After spending a week in the metropolis, he returned home much delighted with his visit, which furnished him with topics of conversation for a long time.
Sarah, his old housekeeper, falling ill, and being unable to work, Jemmy engaged the services of a young woman from Snaith to wait upon him, and she so accommodated herself to Jemmy's whims, that she soon became a great favourite with him. He would not, however, allow followers about the house; and as Mary had a sweetheart, the meetings between them had to be carried on surreptitiously.
However, one day whilst Jemmy was hunting, his bull tripped in jumping a fence, and fell, with Jemmy's leg under him, which was broken with compound fracture.
This invalided him for some while.
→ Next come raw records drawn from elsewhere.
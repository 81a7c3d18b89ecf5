//! Configuration validation module.
//!
//! Collects every problem in a configuration before failing, so a broken
//! file is fixed in one pass rather than one error at a time.
//!
//! Duplicate cache user ids are deliberately not checked here: id
//! uniqueness is enforced by the cache service when the template is applied.

use crate::{AppConfig, SHARED_KEY_ID};
use rbac_core::field_errors;
use std::collections::HashSet;
use thiserror::Error;
use validator::Validate;

/// Configuration validation error variants.
#[derive(Debug, Clone, PartialEq, Error)]
pub enum ConfigValidationError {
    /// A field of a list entry or section failed a naming rule.
    #[error("Invalid {section} entry '{entry}': field '{field}' failed {code}")]
    InvalidField {
        section: &'static str,
        entry: String,
        field: String,
        code: String,
    },
    /// No cache users configured.
    #[error("At least one cache user is required")]
    NoUsers,
    /// Two entries would produce the same construct path.
    #[error("Duplicate construct id '{0}'")]
    DuplicateConstructId(String),
    /// A role name is declared twice.
    #[error("Duplicate role name '{0}'")]
    DuplicateRole(String),
    /// An entry references a role that is not declared.
    #[error("{referenced_by} references unknown role '{role}'")]
    UnknownRole { referenced_by: String, role: String },
    /// An entry references a cache user that is not declared.
    #[error("{referenced_by} references unknown cache user '{user}'")]
    UnknownUser { referenced_by: String, user: String },
    /// The cluster has nowhere to go.
    #[error("network.subnet_ids must list at least one subnet")]
    MissingSubnets,
    /// Port number is invalid.
    #[error("Invalid port for {name}: {value} (must be 1-65535)")]
    InvalidPort { name: String, value: u16 },
    /// A cluster sizing value is out of range.
    #[error("Invalid cluster setting {name} = {value}: {reason}")]
    InvalidClusterSetting {
        name: &'static str,
        value: u32,
        reason: &'static str,
    },
    /// User groups only authenticate over TLS.
    #[error("cache.transit_encryption must be enabled when a user group is attached")]
    TransitEncryptionRequired,
    /// Shared key alias is invalid.
    #[error("Invalid shared key alias '{0}'")]
    InvalidKeyAlias(String),
    /// Log level is invalid.
    #[error("Invalid log level: '{value}' (valid: trace, debug, info, warn, error)")]
    InvalidLogLevel { value: String },
}

/// Result of configuration validation containing all errors found.
#[derive(Debug, Default)]
pub struct ValidationResult {
    errors: Vec<ConfigValidationError>,
}

impl ValidationResult {
    /// Creates a new validation result.
    fn new() -> Self {
        Self { errors: Vec::new() }
    }

    /// Adds an error to the result.
    fn add_error(&mut self, error: ConfigValidationError) {
        self.errors.push(error);
    }

    /// Records every field error of a validated entry.
    fn add_entry_errors<T: Validate>(&mut self, section: &'static str, entry: &str, value: &T) {
        if let Err(errors) = value.validate() {
            for field_error in field_errors(&errors) {
                self.add_error(ConfigValidationError::InvalidField {
                    section,
                    entry: entry.to_string(),
                    field: field_error.field,
                    code: field_error.code,
                });
            }
        }
    }

    /// Returns true if validation passed (no errors).
    pub fn is_valid(&self) -> bool {
        self.errors.is_empty()
    }

    /// Returns the validation errors.
    pub fn errors(&self) -> &[ConfigValidationError] {
        &self.errors
    }

    /// Converts to Result, returning Err with all errors if any exist.
    pub fn into_result(self) -> Result<(), Vec<ConfigValidationError>> {
        if self.errors.is_empty() {
            Ok(())
        } else {
            Err(self.errors)
        }
    }
}

/// Configuration validator.
pub struct ConfigValidator;

impl ConfigValidator {
    /// Maximum shards per replication group.
    const MAX_NODE_GROUPS: u32 = 500;
    /// Maximum replicas per shard.
    const MAX_REPLICAS: u32 = 5;
    /// Valid log levels.
    const VALID_LOG_LEVELS: &'static [&'static str] = &["trace", "debug", "info", "warn", "error"];

    /// Validates the entire application configuration.
    ///
    /// Returns Ok(()) if valid, or Err with all validation errors found.
    pub fn validate(config: &AppConfig) -> Result<(), Vec<ConfigValidationError>> {
        let mut result = ValidationResult::new();

        Self::validate_users(config, &mut result);
        Self::validate_roles(config, &mut result);
        Self::validate_references(config, &mut result);
        Self::validate_construct_ids(config, &mut result);
        Self::validate_network(&config.network, &mut result);
        Self::validate_cache(&config.cache, &mut result);
        Self::validate_secrets(&config.secrets, &mut result);
        Self::validate_observability(&config.observability, &mut result);

        result.into_result()
    }

    /// Validates user entries and the user group.
    fn validate_users(config: &AppConfig, result: &mut ValidationResult) {
        if config.users.is_empty() {
            result.add_error(ConfigValidationError::NoUsers);
        }

        for user in &config.users {
            result.add_entry_errors("users", &user.construct_id, user);
        }

        result.add_entry_errors("user_group", &config.user_group.construct_id, &config.user_group);
    }

    /// Validates role entries.
    fn validate_roles(config: &AppConfig, result: &mut ValidationResult) {
        let mut seen = HashSet::new();
        for role in &config.roles {
            result.add_entry_errors("roles", &role.name, role);
            if !seen.insert(role.name.as_str()) {
                result.add_error(ConfigValidationError::DuplicateRole(role.name.clone()));
            }
        }
    }

    /// Validates that readers, grants and consumers point at declared entries.
    fn validate_references(config: &AppConfig, result: &mut ValidationResult) {
        for user in &config.users {
            for reader in &user.readers {
                if config.role(reader).is_none() {
                    result.add_error(ConfigValidationError::UnknownRole {
                        referenced_by: format!("user '{}'", user.user_id),
                        role: reader.clone(),
                    });
                }
            }
        }

        for grant in &config.grants {
            let referenced_by = format!("grant {} -> {}", grant.user, grant.role);
            if config.user(&grant.user).is_none() {
                result.add_error(ConfigValidationError::UnknownUser {
                    referenced_by: referenced_by.clone(),
                    user: grant.user.clone(),
                });
            }
            if config.role(&grant.role).is_none() {
                result.add_error(ConfigValidationError::UnknownRole {
                    referenced_by,
                    role: grant.role.clone(),
                });
            }
        }

        for consumer in &config.consumers {
            result.add_entry_errors("consumers", &consumer.name, consumer);
            let referenced_by = format!("consumer '{}'", consumer.name);
            if config.user(&consumer.user).is_none() {
                result.add_error(ConfigValidationError::UnknownUser {
                    referenced_by: referenced_by.clone(),
                    user: consumer.user.clone(),
                });
            }
            if config.role(&consumer.role).is_none() {
                result.add_error(ConfigValidationError::UnknownRole {
                    referenced_by,
                    role: consumer.role.clone(),
                });
            }
        }
    }

    /// Validates that top-level construct ids do not collide.
    fn validate_construct_ids(config: &AppConfig, result: &mut ValidationResult) {
        let ids = config
            .users
            .iter()
            .map(|u| u.construct_id.as_str())
            .chain(config.roles.iter().map(|r| r.name.as_str()))
            .chain(config.consumers.iter().map(|c| c.name.as_str()))
            .chain([
                config.user_group.construct_id.as_str(),
                config.network.subnet_group_construct_id.as_str(),
                config.cache.construct_id.as_str(),
            ])
            .chain(config.secrets.shared_key_alias.as_ref().map(|_| SHARED_KEY_ID));

        let mut seen = HashSet::new();
        let mut reported = HashSet::new();
        for id in ids {
            if !seen.insert(id) && reported.insert(id) {
                result.add_error(ConfigValidationError::DuplicateConstructId(id.to_string()));
            }
        }
    }

    /// Validates network placement.
    fn validate_network(config: &crate::NetworkConfig, result: &mut ValidationResult) {
        if config.subnet_ids.is_empty() {
            result.add_error(ConfigValidationError::MissingSubnets);
        }
    }

    /// Validates replication group settings.
    fn validate_cache(config: &crate::CacheClusterConfig, result: &mut ValidationResult) {
        if config.port == 0 {
            result.add_error(ConfigValidationError::InvalidPort {
                name: "cache.port".to_string(),
                value: config.port,
            });
        }

        if config.num_node_groups == 0 || config.num_node_groups > Self::MAX_NODE_GROUPS {
            result.add_error(ConfigValidationError::InvalidClusterSetting {
                name: "num_node_groups",
                value: config.num_node_groups,
                reason: "must be between 1 and 500",
            });
        }

        if config.replicas_per_node_group > Self::MAX_REPLICAS {
            result.add_error(ConfigValidationError::InvalidClusterSetting {
                name: "replicas_per_node_group",
                value: config.replicas_per_node_group,
                reason: "must be at most 5",
            });
        }

        if config.multi_az && config.replicas_per_node_group == 0 {
            result.add_error(ConfigValidationError::InvalidClusterSetting {
                name: "replicas_per_node_group",
                value: 0,
                reason: "multi-AZ needs at least one replica",
            });
        }

        if !config.transit_encryption {
            result.add_error(ConfigValidationError::TransitEncryptionRequired);
        }
    }

    /// Validates credential settings.
    fn validate_secrets(config: &crate::SecretsConfig, result: &mut ValidationResult) {
        if let Some(alias) = &config.shared_key_alias {
            if rbac_core::rules::valid_key_alias(alias).is_err() {
                result.add_error(ConfigValidationError::InvalidKeyAlias(alias.clone()));
            }
        }
    }

    /// Validates observability configuration.
    fn validate_observability(
        config: &rbac_core::telemetry::TelemetryConfig,
        result: &mut ValidationResult,
    ) {
        let level = config.log_level.to_lowercase();
        if !Self::VALID_LOG_LEVELS.contains(&level.as_str()) {
            result.add_error(ConfigValidationError::InvalidLogLevel {
                value: config.log_level.clone(),
            });
        }
    }
}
He had a block-tackle fixed to a hook in the ceiling of the room, and a sling made for his leg to rest in, fastened to the lower end, and whenever he wished to alter the position of his leg, he hoisted it up or let it down with the tackle.
During his illness the restraint of his observant eye was off Mary, and the sweetheart had opportunities of visiting her. One night, when Jemmy was somewhat recovered, he was sitting in the corner of his garden enjoying a pipe of tobacco, when he saw a man jump over the wall into the garden and make his way to the kitchen window, then rap with his fingers against the glass. Mary came out to him, and they spent some time in conversation together, and when they parted he promised to return and see her the following night.
Jemmy heard every word that had been said, and he sat chuckling to himself, and muttered, "So thou'lt come again to-morrow night, wilt thou? I'll learn thee to come poaching on my preserves."
Next morning, very early, Jemmy rose and dug a hole, four or five feet deep and six or seven feet long, just under that part of the garden wall where the sweetheart had clambered over the night before, and covered it all over with thin laths and brown paper, and then sprinkled mould over it, so that it had all the appearance of solid earth. A small stream of water ran through his garden into the river. Jemmy cut a small grip from it to the hole he had dug, and filled the hole with water; then choked the grip up and went into his house, laughing to himself at what would probably happen that night.
Stationing himself at nightfall in the garden where he could not be seen, he had not long to wait before he saw a head rising above the wall, then the body of a man, and in another moment the expectant lover had cleared the wall, and dropped on the covering of the pitfall. The laths and brown paper yielded to his weight, and he plunged up to his neck in water. The unfortunate young man screamed with fright, and Jemmy and Mary rushed to the spot.
"Holloa, my man! what's the matter? What art a' doing i' yond water-pit? Hast a' come to steal my apples and pears?"
Then turning to Mary, he asked if she knew him. The poor girl hesitated, but at last confessed that the young man was her sweetheart. "Well, then," said Jemmy, "help him out and get him into t' house, and let us change his clothes, for I reckon he's all over muck."